Vanguard’s Economic and Market Outlook For 2024
A return to sound money. It’s a theme we at Vanguard have been communicating for more than a year, and in 2024 we believe that the greater investing world will come around to its implications.
A return to sound money. It’s a theme we at Vanguard have been communicating for more than a year, and in 2024 we believe that the greater investing world will come around to its implications.
Sound money is the result when interest rates are above the rate of inflation, a development we expect to persist in the years ahead. For well-diversified investors, the permanence of higher real interest rates provides a solid foundation for long-term risk-adjusted returns.
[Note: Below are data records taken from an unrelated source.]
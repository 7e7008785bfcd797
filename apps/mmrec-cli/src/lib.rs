pub mod cli;

use std::fs;
use std::io::{BufRead, Write};
use std::path::{Path, PathBuf};

use anyhow::Context;
use mmrec_core::config::{expand_path, resolve_with_base, Config};
use mmrec_core::{Filters, RecommendRequest, Recommender};
use mmrec_rank::{RecommendEngine, Worker};
use serde_json::json;
use tracing::info;
use tracing_subscriber::EnvFilter;

use cli::{Cli, Command, RecommendArgs};

/// `RUST_LOG`-driven logs on stderr, `info` by default. Stdout carries responses only.
pub fn init_logging() {
    let filter = EnvFilter::try_from_default_env().unwrap_or_else(|_| EnvFilter::new("info"));
    // A second call (tests, embedding) keeps the first subscriber.
    let _ = tracing_subscriber::fmt().with_env_filter(filter).with_writer(std::io::stderr).try_init();
}

/// Config from `config_dir`, or from the working directory when none is given.
pub fn load_config(config_dir: Option<&str>) -> anyhow::Result<(Config, PathBuf)> {
    match config_dir {
        Some(dir) => {
            let dir = expand_path(dir);
            let config = Config::load_from(&dir).with_context(|| format!("loading config from {}", dir.display()))?;
            Ok((config, dir))
        }
        None => Ok((Config::load().context("loading config from the working directory")?, PathBuf::from("."))),
    }
}

pub fn load_engine(config_dir: Option<&str>) -> anyhow::Result<RecommendEngine> {
    let (config, _) = load_config(config_dir)?;
    Ok(RecommendEngine::new(config.engine_settings()?))
}

/// `data.catalog` from the config, relative to the config directory.
pub fn configured_catalog(config: &Config, dir: &Path) -> Option<PathBuf> {
    config.get::<String>("data.catalog").ok().map(|p| resolve_with_base(dir, p))
}

/// The request named by `--request`, or one assembled from a catalog and the other flags.
pub fn build_request(args: &RecommendArgs, default_catalog: Option<PathBuf>) -> anyhow::Result<RecommendRequest> {
    if let Some(path) = &args.request {
        let path = expand_path(path);
        let text = fs::read_to_string(&path).with_context(|| format!("reading {}", path.display()))?;
        return RecommendRequest::from_json(&text).with_context(|| format!("parsing {}", path.display()));
    }
    let Some(path) = args.catalog.as_deref().map(expand_path).or(default_catalog) else {
        anyhow::bail!("no catalog: pass --request or --catalog, or set data.catalog in config.toml");
    };
    let text = fs::read_to_string(&path).with_context(|| format!("reading {}", path.display()))?;
    let products: serde_json::Value =
        serde_json::from_str(&text).with_context(|| format!("parsing {}", path.display()))?;

    let mut request: RecommendRequest = serde_json::from_value(json!({ "products": products }))?;
    request.sel_indices = args.seeds.clone();
    request.topk = args.topk;
    request.lambda = args.lambda;
    request.budget = args.budget;
    request.filters = Filters {
        categories: args.categories.clone(),
        brands: args.brands.clone(),
        min_price: args.min_price,
        max_price: args.max_price,
        brand_boost: args.brand_boost,
    };
    Ok(request)
}

/// Run one command and return what belongs on stdout.
pub fn run(cli: Cli) -> anyhow::Result<String> {
    match cli.command {
        Command::Recommend(args) => {
            let (config, dir) = load_config(cli.config_dir.as_deref())?;
            let worker = Worker::new(RecommendEngine::new(config.engine_settings()?));
            let request = build_request(&args, configured_catalog(&config, &dir))?;
            let items = worker.handle(&request);
            info!(products = request.products.len(), picks = items.len(), "recommended");
            let out = if args.pretty { serde_json::to_string_pretty(&items)? } else { serde_json::to_string(&items)? };
            Ok(out)
        }
    }
}

/// One response line per non-blank request line until `input` ends.
pub fn serve<R, I, O>(worker: &Worker<R>, input: I, mut output: O) -> anyhow::Result<usize>
where
    R: Recommender,
    I: BufRead,
    O: Write,
{
    let mut handled = 0;
    for line in input.lines() {
        let line = line.context("reading request line")?;
        if line.trim().is_empty() {
            continue;
        }
        writeln!(output, "{}", worker.handle_json(&line))?;
        output.flush()?;
        handled += 1;
    }
    Ok(handled)
}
Why investors benefit from a return to sound money
Interest rates may moderate from recent peaks, but they will likely stay elevated in the years ahead. In this video, Joe Davis, Vanguard’s global chief economist, puts the return to sound money into the context of our recent and atypical low-rate environment—and explains why the development is so positive.
Looking beyond a likely slowdown in 2024
Vanguard anticipates that the United States and other developed markets will grapple with mild recessions in coming quarters and that central banks will cut interest rates, likely in the second half of 2024, amid growth challenges and inflation falling toward the banks’ targets.
But what happens on the other side of such an economic reset? “We believe that interest rates will remain above the rate of inflation,” said Andrew Patterson, Vanguard senior international economist. “The days of ultra-low interest rates are over, and we have greater conviction in this view than we did just a year ago.”
In the U.S. especially, drivers of this shift include aging populations and relatedly rising fiscal deficits. As government borrowing needs increase and the working-age population of savers shrinks, structural interest rates will naturally rise. Anticipated shortfalls of workers would only add to the challenge.
There’s also a potential positive driver of higher structural interest rates related to productivity, Patterson said. “Advances in artificial intelligence and automation could offset demographic headwinds by increasing productivity, which in turn would increase demand for capital and drive up interest rates.
“We hope the good reasons for higher structural interest rates outweigh the bad ones,” Patterson said. “Either way, we believe that an era of sound money, where savers earn positive real returns and borrowers need to carefully weigh capital costs, is with us for the foreseeable future.”
Global equity and fixed income outlook
Our 10-year annualized return forecasts for both equities and fixed income are significantly higher than at year-end 2021, before central banks broadly began raising interest rates to combat inflation.